In my quest for understanding, and soon thereafter, replicating a commercial weight corset, I finally took an off-the-rack (OTR) corset out of my closet and really looked at it. You might ask yourself why I didn’t start with this prior to ever even thinking about making my own. You might, because I did. I asked myself why the heck it had taken me that long. I didn’t, and still don’t, have a good answer.
I pulled this out of my closet to compare the weights and placements of the boning. I’m comparing this OTR with the construction of what I’ve been making in accordance with pattern directions.
Here’s what I found:
My first note was that the busk is obviously twice as heavy as what I can buy from my vendor and it may be as much as three times heavier. The busk I am able source is so light that I can easily flex it. I may even be able to bend it completely in half, should I care to try. There is zero give in the commercial corset busk. None. At all. I tried, really tried, to bend it.
In addition to the extremely heavy busk, there are three channels with heavy flat steel bones (per half, six in total). The patterns I’ve been working with don’t call for any.
Also, the commercial corset utilizes spiral boning not only at the seams but in the center of the panels as well. I thought, before examination, that perhaps they used 1/2″ spiral bones while I’ve been using 1/4″. This turned out not to be the case. Same width, double the count (pattern depending). This is nutsy coo coo or, as the kids say, cray-cray.
Of minor interest is the alternative spacing for the center grommets. I understand that this particular OTR is a waist training corset and that those grommets support the bulk of the stress when tight lacing. I never considered changing the grommet template to account for this. I like the logic and, because it’s symmetrical, I don’t find it offensive. I may incorporate this method into future designs. It will allow for an extra grommet at the highest point of stress. That can only be a good thing.
In summary, the weight I’ve been trying, and failing, to mimic in my hand constructed pieces is entirely from lack of boning, both in weight and number, not layers of fabric as I had initially thought. This is also why they feel so flippin’ flimsy.
Now that I have this knowledge, I need to problem solve. Installing the additional spiral steel bones is not a big deal.

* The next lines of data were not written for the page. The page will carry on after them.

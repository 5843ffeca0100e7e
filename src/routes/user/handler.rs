use axum::{
    Json,
    extract::State,
    http::StatusCode,
};

use crate::{
    AppState,
    error::AppError,
    middleware::AuthUser,
    result::{ApiResponse, message_to_api_response, success_to_api_response},
    store::{NewUser, UserProfile},
};

use super::model::{LoginRequest, LoginResponse, RegisterRequest};

#[axum::debug_handler]
pub async fn register(
    State(state): State<AppState>,
    Json(req): Json<RegisterRequest>,
) -> Result<(StatusCode, Json<ApiResponse<UserProfile>>), AppError> {
    req.validate().map_err(AppError::Validation)?;

    let password_hash = state
        .hasher
        .hash(&req.password)
        .map_err(|e| AppError::internal(format!("failed to hash password: {}", e)))?;

    let user = state
        .users
        .create(NewUser {
            username: req.username,
            email: req.email,
            password_hash,
        })
        .await?;

    Ok((
        StatusCode::CREATED,
        success_to_api_response("User created successfully", UserProfile::from(user)),
    ))
}

#[axum::debug_handler]
pub async fn login(
    State(state): State<AppState>,
    Json(req): Json<LoginRequest>,
) -> Result<Json<ApiResponse<LoginResponse>>, AppError> {
    req.validate().map_err(AppError::Validation)?;

    let token = state.sessions.login(&req.email, &req.password).await?;
    Ok(success_to_api_response(
        "Login successful",
        LoginResponse { token },
    ))
}

#[axum::debug_handler]
pub async fn logout(
    State(state): State<AppState>,
    user: AuthUser,
) -> Result<Json<ApiResponse<()>>, AppError> {
    state
        .sessions
        .logout(user.claims.user_id, &user.token, user.claims.exp)
        .await?;

    Ok(message_to_api_response("Logout successful"))
}

#[axum::debug_handler]
pub async fn profile(
    State(state): State<AppState>,
    user: AuthUser,
) -> Result<Json<ApiResponse<UserProfile>>, AppError> {
    let (profile, from_cache) = state.sessions.get_profile(user.claims.user_id).await?;

    let msg = if from_cache {
        "User profile (from cache)"
    } else {
        "User profile (from database)"
    };
    Ok(success_to_api_response(msg, profile))
}

#[axum::debug_handler]
pub async fn list_users(
    State(state): State<AppState>,
    _user: AuthUser,
) -> Result<Json<ApiResponse<Vec<UserProfile>>>, AppError> {
    let users = state.users.list().await?;
    let profiles = users.into_iter().map(UserProfile::from).collect();
    Ok(success_to_api_response("List of all users", profiles))
}
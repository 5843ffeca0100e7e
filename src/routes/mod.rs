use std::sync::Arc;

use axum::{
    Router,
    middleware::{from_fn, from_fn_with_state},
    routing::{delete, get, post},
};
use tower_http::{catch_panic::CatchPanicLayer, trace::TraceLayer};

use crate::{
    AppState,
    middleware::{RateLimiter, auth_middleware, handle_panic, log_errors, rate_limit},
};

pub mod blog;
pub mod health;
pub mod user;

/// 创建完整路由：公开路由、受保护路由以及全局中间件
pub fn create_router(state: AppState) -> Router {
    create_router_with(state, Router::new())
}

/// 在内置路由之外合并额外路由，额外路由同样经过全局中间件
pub fn create_router_with(state: AppState, extra: Router<AppState>) -> Router {
    let rate_limiter = Arc::new(RateLimiter::new(state.cache.clone(), &state.config));

    let public_routes = Router::new()
        .route("/health", get(health::health_check))
        .route("/users/register", post(user::register))
        .route("/users/login", post(user::login))
        .route("/blogs", get(blog::list_blogs))
        .route("/blogs/{id}", get(blog::get_blog));

    let protected_routes = Router::new()
        .route("/users", get(user::list_users))
        .route("/users/profile", get(user::profile))
        .route("/users/logout", post(user::logout))
        .route("/blogs", post(blog::create_blog))
        .route("/blogs/{id}", delete(blog::delete_blog))
        .route_layer(from_fn_with_state(state.clone(), auth_middleware));

    let routes = Router::new()
        .merge(public_routes)
        .merge(protected_routes)
        .merge(extra);
    let router = if state.config.api_base_uri.is_empty() {
        routes
    } else {
        Router::new().nest(&state.config.api_base_uri, routes)
    };

    // 限流在认证之前执行，超出配额的请求不会进入认证流程
    let router = router
        .layer(CatchPanicLayer::custom(handle_panic))
        .layer(from_fn(log_errors))
        .layer(from_fn_with_state(rate_limiter, rate_limit))
        .layer(TraceLayer::new_for_http());

    #[cfg(debug_assertions)]
    let router = {
        tracing::debug!("Adding CORS layer for development mode");
        router.layer(tower_http::cors::CorsLayer::permissive())
    };

    router.with_state(state)
}
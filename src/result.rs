use axum::Json;
use serde::{Deserialize, Serialize};

/// 统一响应结构
#[derive(Debug, Serialize, Deserialize)]
pub struct ApiResponse<T> {
    /// 错误码，0表示成功
    pub code: i32,
    pub msg: String,
    #[serde(skip_serializing_if = "Option::is_none")]
    pub resp_data: Option<T>,
}

pub fn success_to_api_response<T: Serialize>(msg: impl Into<String>, data: T) -> Json<ApiResponse<T>> {
    Json(ApiResponse {
        code: error_codes::SUCCESS,
        msg: msg.into(),
        resp_data: Some(data),
    })
}

pub fn message_to_api_response(msg: impl Into<String>) -> Json<ApiResponse<()>> {
    Json(ApiResponse {
        code: error_codes::SUCCESS,
        msg: msg.into(),
        resp_data: None,
    })
}

pub fn error_to_api_response<T>(code: i32, msg: String) -> Json<ApiResponse<T>> {
    Json(ApiResponse {
        code,
        msg,
        resp_data: None,
    })
}

pub mod error_codes {
    pub const SUCCESS: i32 = 0;
    pub const VALIDATION_ERROR: i32 = 1000;
    pub const USER_EXISTS: i32 = 1001;
    pub const AUTH_FAILED: i32 = 1002;
    pub const NOT_FOUND: i32 = 1004;
    pub const RATE_LIMIT: i32 = 1005;
    pub const INTERNAL_ERROR: i32 = 5000;
}
mod handler;
pub mod model;

pub use handler::{create_blog, delete_blog, get_blog, list_blogs};
use serde::{Deserialize, Serialize};

#[derive(Debug, Deserialize)]
pub struct RegisterRequest {
    pub username: String,
    pub email: String,
    pub password: String,
}

impl RegisterRequest {
    pub fn validate(&self) -> Result<(), String> {
        let username_len = self.username.chars().count();
        if !(3..=30).contains(&username_len) {
            return Err("username must be between 3 and 30 characters".into());
        }
        validate_email(&self.email)?;
        validate_password(&self.password)
    }
}

#[derive(Debug, Deserialize)]
pub struct LoginRequest {
    pub email: String,
    pub password: String,
}

impl LoginRequest {
    pub fn validate(&self) -> Result<(), String> {
        validate_email(&self.email)?;
        validate_password(&self.password)
    }
}

#[derive(Debug, Serialize, Deserialize)]
pub struct LoginResponse {
    pub token: String,
}

fn validate_email(email: &str) -> Result<(), String> {
    let valid = match email.split_once('@') {
        Some((local, domain)) => {
            !local.is_empty()
                && domain.contains('.')
                && !domain.starts_with('.')
                && !domain.ends_with('.')
                && !email.chars().any(char::is_whitespace)
        }
        None => false,
    };
    if valid {
        Ok(())
    } else {
        Err("email is not a valid address".into())
    }
}

fn validate_password(password: &str) -> Result<(), String> {
    let len = password.chars().count();
    if !(8..=30).contains(&len) {
        return Err("password must be between 8 and 30 characters".into());
    }
    Ok(())
}
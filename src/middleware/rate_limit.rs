use std::net::SocketAddr;
use std::sync::Arc;
use std::time::Duration;

use axum::{
    body::Body,
    extract::{ConnectInfo, State},
    http::Request,
    middleware::Next,
    response::Response,
};

use crate::{
    cache::{CredentialCache, keys},
    config::Config,
    error::AppError,
};

/// 按客户端 IP 的固定窗口限流
#[derive(Clone)]
pub struct RateLimiter {
    cache: CredentialCache,
    max_requests: u32,
    window: Duration,
}

impl RateLimiter {
    pub fn new(cache: CredentialCache, config: &Config) -> Self {
        Self {
            cache,
            max_requests: config.rate_limit_requests,
            window: config.rate_limit_window(),
        }
    }

    /// 依次取 X-Real-IP、X-Forwarded-For 第一项、连接地址
    fn client_ip(req: &Request<Body>) -> String {
        let remote_ip = req
            .extensions()
            .get::<ConnectInfo<SocketAddr>>()
            .map(|ci| ci.0.ip().to_string());

        req.headers()
            .get("x-real-ip")
            .and_then(|h| h.to_str().ok())
            .or_else(|| {
                req.headers()
                    .get("x-forwarded-for")
                    .and_then(|h| h.to_str().ok())
                    .and_then(|s| s.split(',').find(|ip| !ip.trim().is_empty()))
            })
            .or(remote_ip.as_deref())
            .unwrap_or("unknown")
            .trim()
            .to_string()
    }

    pub async fn check_rate_limit(
        self: Arc<Self>,
        req: Request<Body>,
        next: Next,
    ) -> Result<Response, AppError> {
        let ip = Self::client_ip(&req);
        let key = keys::rate_limit_key(&ip);

        let count = self
            .cache
            .increment_window(&key, self.window)
            .await
            .map_err(|e| {
                tracing::error!(error = %e, "Rate limit counter unavailable");
                AppError::internal("rate limiter unavailable")
            })?;

        if count > u64::from(self.max_requests) {
            tracing::debug!(ip = %ip, count, "Rate limit exceeded");
            return Err(AppError::RateLimited(format!(
                "too many requests, retry in {} seconds",
                self.window.as_secs()
            )));
        }

        Ok(next.run(req).await)
    }
}

pub async fn rate_limit(
    State(limiter): State<Arc<RateLimiter>>,
    req: Request<Body>,
    next: Next,
) -> Result<Response, AppError> {
    limiter.check_rate_limit(req, next).await
}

I imagine I have the skills for that right now. I can probably finagle space for flat steel channels. Probably. I’ll have to go over the pattern again to be sure.
Of primary concern is the busk weight. As I’ve mentioned previously, the heavy weight busk I am able to order is one inch wide, rather than the half inch that all patterns call for. That’s not going to work. My current thought is to insert the busk with a half inch flat steel bone behind it for strength. I’ll also take one more look around the web to see if I can find an alternate vendor, though buying several busks from multiple vendors for the sole purpose of assessing weight is not something I plan on doing. Not at nearly 20 bucks a piece, plus shipping. I’m going to kick it around my brain for a bit and see what I come up with.